His activity got the attention of Joseph, who filed a lawsuit in the Court of Common Pleas of Fayette County to try to stop O’Laughlin in his tracks. Unfortunately for him, the court was all too willing to enforce the contractual restrictions against him.

In particular, the court entered a permanent injunction dismissing the petition for a variance that O’Laughlin had pending before the county zoning board; canceling the zoning board’s scheduled hearing on the petition; directing him to cease operations at the Dawson facility; prohibiting him from operating a veterinary clinic within 50 miles of Grace within the five-year restricted period; and prohibiting him from engaging in any other activity that would violate the agreement.


O’Laughlin appealed the ruling to the Superior Court of Pennsylvania.

In his appeal, O’Laughlin argued that he did not actually compete against Grace but merely prepared to compete after the five-year restriction had expired. The Superior Court roundly rejected this argument. Emphasizing that noncompetes in purchase-and-sale agreements are “intended to temporarily limit a seller’s competition with a purchaser, in order for the purchaser to establish its own clientele,” the Superior Court saw O’Laughlin’s activities as “integral parts” of operating a competing veterinary clinic.

He also argued that his Facebook page did not violate the agreement because it was not a form of client solicitation. The Superior Court, disagreed, concluding: “There was but one reason for O’Laughlin to create the O’Laughlin Veterinary Services Facebook page and maintain contact with former clients: to solicit their business.”

Dissuaded that the parties’ agreement gave O’Laughlin the leeway to do what he did, the Superior Court affirmed the trial court’s decision and kept the permanent injunction in place.

Lessons learned

Joseph v. O’Laughlin offers many lessons to veterinarians interested in buying or selling a practice.

First, this case illustrates the importance to buyers of including enforceable noncompetition and nonsolicitation clauses in their purchase-and-sale agreements.

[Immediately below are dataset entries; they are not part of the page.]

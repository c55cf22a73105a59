//! Checker plugins and the contract they honor
//!
//! Every plugin is invoked in one of two modes:
//!
//! ```text
//! <plugin> install
//! <plugin> check <real_path> <temp_path> <mime_type>
//! ```
//!
//! and answers with an exit code: `0` accepts the file, `10` vetoes the
//! commit, anything else is a malfunction that is reported and ignored. The
//! merged stdout/stderr is the diagnostic shown to the user on a veto or a
//! malfunction.
//!
//! The gate only ever sees the [`Plugin`] trait. Concrete variants are the
//! executables discovered in the plugin directory ([`ExecutablePlugin`]) and
//! the tool wrappers declared in configuration ([`CommandChecker`],
//! [`CompositeChecker`]).

use async_trait::async_trait;
use serde::Serialize;
use std::fmt;
use std::path::PathBuf;
use std::sync::Arc;
use std::time::Duration;

use crate::error::PluginError;
use crate::process::{RunFailure, RunLimits};

mod checker;
mod executable;
mod invoker;
mod registry;

pub use checker::{CommandChecker, CompositeChecker, FileFilter, ToolStep};
pub use executable::ExecutablePlugin;
pub use invoker::PluginInvoker;
pub use registry::{Discovery, PluginRegistry};

/// Exit code for "no blocking findings"
pub const EXIT_OK: i32 = 0;

/// Exit code for "this file must not be committed"
pub const EXIT_VETO: i32 = 10;

/// Exit code synthesized by built-in checkers for a malfunction
pub const EXIT_MALFUNCTION: i32 = 1;

/// Outcome of one plugin invocation
#[derive(Debug, Clone, Copy, PartialEq, Eq, Hash, Serialize)]
#[serde(rename_all = "lowercase")]
pub enum Verdict {
    Ok,
    Veto,
    Error,
}

impl Verdict {
    /// Map a raw exit code; `None` (killed by a signal) is a malfunction
    pub fn from_exit_code(code: Option<i32>) -> Self {
        match code {
            Some(EXIT_OK) => Verdict::Ok,
            Some(EXIT_VETO) => Verdict::Veto,
            _ => Verdict::Error,
        }
    }
}

impl fmt::Display for Verdict {
    fn fmt(&self, f: &mut fmt::Formatter<'_>) -> fmt::Result {
        match self {
            Verdict::Ok => write!(f, "OK"),
            Verdict::Veto => write!(f, "VETO"),
            Verdict::Error => write!(f, "ERROR"),
        }
    }
}

/// Arguments of a `check` invocation
#[derive(Debug, Clone, PartialEq, Eq)]
pub struct CheckRequest {
    /// Repository-relative path of the staged file
    pub real_path: PathBuf,
    /// Materialized copy of the staged content
    pub temp_path: PathBuf,
    pub mime_type: String,
}

#[derive(Debug, Clone)]
pub enum InvocationMode {
    Install,
    Check(CheckRequest),
}

impl InvocationMode {
    pub fn label(&self) -> &'static str {
        match self {
            InvocationMode::Install => "install",
            InvocationMode::Check(_) => "check",
        }
    }
}

/// Environment shared by every invocation of a run
#[derive(Debug, Clone)]
pub struct InvokeContext {
    pub limits: RunLimits,
    /// Working directory for plugin processes (the working tree)
    pub cwd: Option<PathBuf>,
}

/// What a plugin reported before the verdict is derived
#[derive(Debug, Clone, PartialEq, Eq)]
pub struct RawOutcome {
    pub exit_code: Option<i32>,
    pub output: String,
}

impl RawOutcome {
    pub fn new(exit_code: i32, output: impl Into<String>) -> Self {
        Self {
            exit_code: Some(exit_code),
            output: output.into(),
        }
    }

    pub fn ok() -> Self {
        Self::new(EXIT_OK, String::new())
    }
}

/// One plugin's verdict for one file (or for its install step)
#[derive(Debug, Clone, Serialize)]
pub struct PluginOutcome {
    pub plugin: String,
    pub verdict: Verdict,
    pub output: String,
    #[serde(skip)]
    pub elapsed: Duration,
}

/// The single interface the gate depends on
#[async_trait]
pub trait Plugin: fmt::Debug + Send + Sync {
    fn name(&self) -> &str;

    async fn invoke(
        &self,
        mode: &InvocationMode,
        ctx: &InvokeContext,
    ) -> Result<RawOutcome, PluginError>;
}

pub type PluginSet = Vec<Arc<dyn Plugin>>;

pub(crate) fn plugin_error(name: &str, failure: RunFailure, timeout: Duration) -> PluginError {
    match failure {
        RunFailure::Spawn(err) => PluginError::Launch {
            name: name.to_string(),
            source: Arc::new(err),
        },
        RunFailure::Io(err) => PluginError::Io {
            name: name.to_string(),
            source: Arc::new(err),
        },
        RunFailure::TimedOut => PluginError::Timeout {
            name: name.to_string(),
            timeout,
        },
        RunFailure::Interrupted => PluginError::Interrupted {
            name: name.to_string(),
        },
    }
}

#[cfg(test)]
mod tests {
    use super::*;

    #[test]
    fn test_exit_code_mapping() {
        assert_eq!(Verdict::from_exit_code(Some(0)), Verdict::Ok);
        assert_eq!(Verdict::from_exit_code(Some(10)), Verdict::Veto);
        assert_eq!(Verdict::from_exit_code(Some(1)), Verdict::Error);
        assert_eq!(Verdict::from_exit_code(Some(11)), Verdict::Error);
        assert_eq!(Verdict::from_exit_code(Some(-10)), Verdict::Error);
        assert_eq!(Verdict::from_exit_code(None), Verdict::Error);
    }

    #[test]
    fn test_spawn_failure_becomes_launch_error() {
        let err = plugin_error(
            "check-python",
            RunFailure::Spawn(std::io::Error::from(std::io::ErrorKind::PermissionDenied)),
            Duration::from_secs(5),
        );
        assert!(matches!(err, PluginError::Launch { .. }));
        assert!(err.to_string().contains("check-python"));
    }
}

In this regard, absent these contractual provisions, Joseph may not have had a legal basis to enjoin O’Laughlin from proceeding with his zoning application and Facebook page.

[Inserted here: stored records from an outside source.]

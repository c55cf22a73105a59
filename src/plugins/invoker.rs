use std::path::PathBuf;
use std::time::Instant;

use tracing::{debug, warn};

use super::{InvocationMode, InvokeContext, Plugin, PluginOutcome, Verdict};
use crate::error::PluginError;
use crate::process::RunLimits;

/// Runs plugins and turns whatever happened into a [`PluginOutcome`].
///
/// Launch failures, timeouts and crashes never escape as errors: they become
/// an `Error` verdict with a synthesized diagnostic.
#[derive(Debug, Clone)]
pub struct PluginInvoker {
    ctx: InvokeContext,
}

impl PluginInvoker {
    pub fn new(limits: RunLimits, cwd: Option<PathBuf>) -> Self {
        Self {
            ctx: InvokeContext { limits, cwd },
        }
    }

    pub async fn invoke(&self, plugin: &dyn Plugin, mode: &InvocationMode) -> PluginOutcome {
        let start = Instant::now();
        let result = plugin.invoke(mode, &self.ctx).await;
        let elapsed = start.elapsed();

        let (verdict, output) = match result {
            Ok(raw) => {
                let verdict = Verdict::from_exit_code(raw.exit_code);
                if verdict == Verdict::Error {
                    warn!(
                        plugin = plugin.name(),
                        mode = mode.label(),
                        exit_code = ?raw.exit_code,
                        "plugin malfunctioned"
                    );
                }
                (verdict, raw.output)
            }
            Err(err) => {
                if matches!(err, PluginError::Interrupted { .. }) {
                    debug!(plugin = plugin.name(), "plugin interrupted");
                } else {
                    warn!(
                        plugin = plugin.name(),
                        mode = mode.label(),
                        error = %err,
                        "plugin failed"
                    );
                }
                (Verdict::Error, err.to_string())
            }
        };

        debug!(
            plugin = plugin.name(),
            mode = mode.label(),
            %verdict,
            elapsed_ms = u64::try_from(elapsed.as_millis()).unwrap_or(u64::MAX),
            "plugin finished"
        );

        PluginOutcome {
            plugin: plugin.name().to_string(),
            verdict,
            output,
            elapsed,
        }
    }
}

Second, Jones v. O’Laughlin highlights the powerful role of equity, or fairness, in cases involving noncompete clauses and related restrictions. The optics of a seller with a five-year, 50-mile noncompete seeking a zoning variance shortly after the sale for purposes of operating a competing facility only eight miles away would be troubling for many judges. This sense of unfairness was palpable in the Superior Court’s decision, which was clearly sympathetic to Joseph’s plight.

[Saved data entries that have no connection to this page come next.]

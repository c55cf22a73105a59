//! Show repository, hook and plugin status

use anyhow::{Context, Result};

use crate::cli::{Exit, Output};
use crate::config::GateConfig;
use crate::error::InstallError;
use crate::git::GitRepo;
use crate::hooks::{self, Freshness, Installer};
use crate::plugins::PluginRegistry;

pub fn execute(config: &GateConfig, output: &Output) -> Result<Exit> {
    let repo = GitRepo::discover().context("Not in a git repository")?;
    let installer = Installer::new(&repo, config);

    output.header("Repository");
    output.table_row("Git directory", &repo.git_dir().display().to_string());
    match repo.workdir() {
        Ok(workdir) => output.table_row("Working tree", &workdir.display().to_string()),
        Err(_) => output.table_row("Working tree", "none (bare repository)"),
    }
    output.table_row("Hooks directory", &repo.hooks_dir().display().to_string());
    output.table_row("Has HEAD", if repo.has_head() { "yes" } else { "no (initial commit)" });

    output.header("Hook");
    let hook = installer.hook_path();
    output.status_indicator(
        if installer.is_installed() { "installed" } else { "missing" },
        &hook.display().to_string(),
        installer.is_installed(),
    );
    match installer.check_freshness() {
        Ok(Freshness::Fresh) => output.status_indicator("fresh", "matches the repository copy", true),
        Ok(Freshness::SourceMissing(source)) => {
            output.info(&format!("No repository copy at {}", source.display()));
        }
        Ok(Freshness::NoWorkTree) => output.info("No working tree, staleness check skipped"),
        Err(InstallError::NotInstalled(_)) => {}
        Err(err) => output.status_indicator("stale", &err.to_string(), false),
    }
    output.table_row(
        "Hook mode",
        if hooks::is_hook_invocation(config) { "yes" } else { "no" },
    );

    let Ok(workdir) = repo.workdir() else {
        return Ok(Exit::Success);
    };
    let registry = PluginRegistry::new(config.plugin_dir(workdir));
    output.header("Plugins");
    output.table_row("Directory", &registry.dir().display().to_string());
    let plugins = registry.load(config);
    if plugins.is_empty() {
        output.info("No plugins enabled");
    }
    for plugin in &plugins {
        output.list_item(plugin.name());
    }

    Ok(Exit::Success)
}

Third, the Joseph case serves as a reminder that noncompetition and nonsolicitation agreements are not self-executing. That is, one who is protected by such an agreement must be ready to enforce it in court if the opposing party does not voluntarily comply. Joseph was aware of this and did what she had to do. Otherwise, she might have lost her investment in the practice.

Fourth, the lawsuit emphatically dispels the notion that noncompetes are not enforceable and, consequently, that would-be violators have nothing to worry about. Properly drafted noncompetes are generally enforceable against veterinarians absent extenuating circumstances, and courts often give them special weight in the sale-of-business context.

Fifth, this legal tussle shows that litigation tends to be protracted and costly. Indeed, the deal closed in December 2014, but the ensuing litigation was not resolved on appeal until August 2017, nearly three years later. Thus, don’t be afraid to walk away from a proposed deal if you have serious concerns about the other party’s willingness to fulfill its obligations.

Finally, Joseph v. O’Laughlin underscores the importance of obtaining experienced legal counsel when buying or selling a veterinary practice. Restrictive covenants (i.e., noncompetes, nonsolicitation clauses, and the like) are but one aspect of a purchase-and-sale transaction. Such deals typically involve numerous contractual provisions that should be negotiated carefully—and entered into only with a full appreciation of their consequences.

Todd A. Newman, a Cornell Law School alum, works closely with veterinary practices. He is president and owner of a Salisbury, Mass., law firm ( that focuses on business, employment, labor, and litigation matters.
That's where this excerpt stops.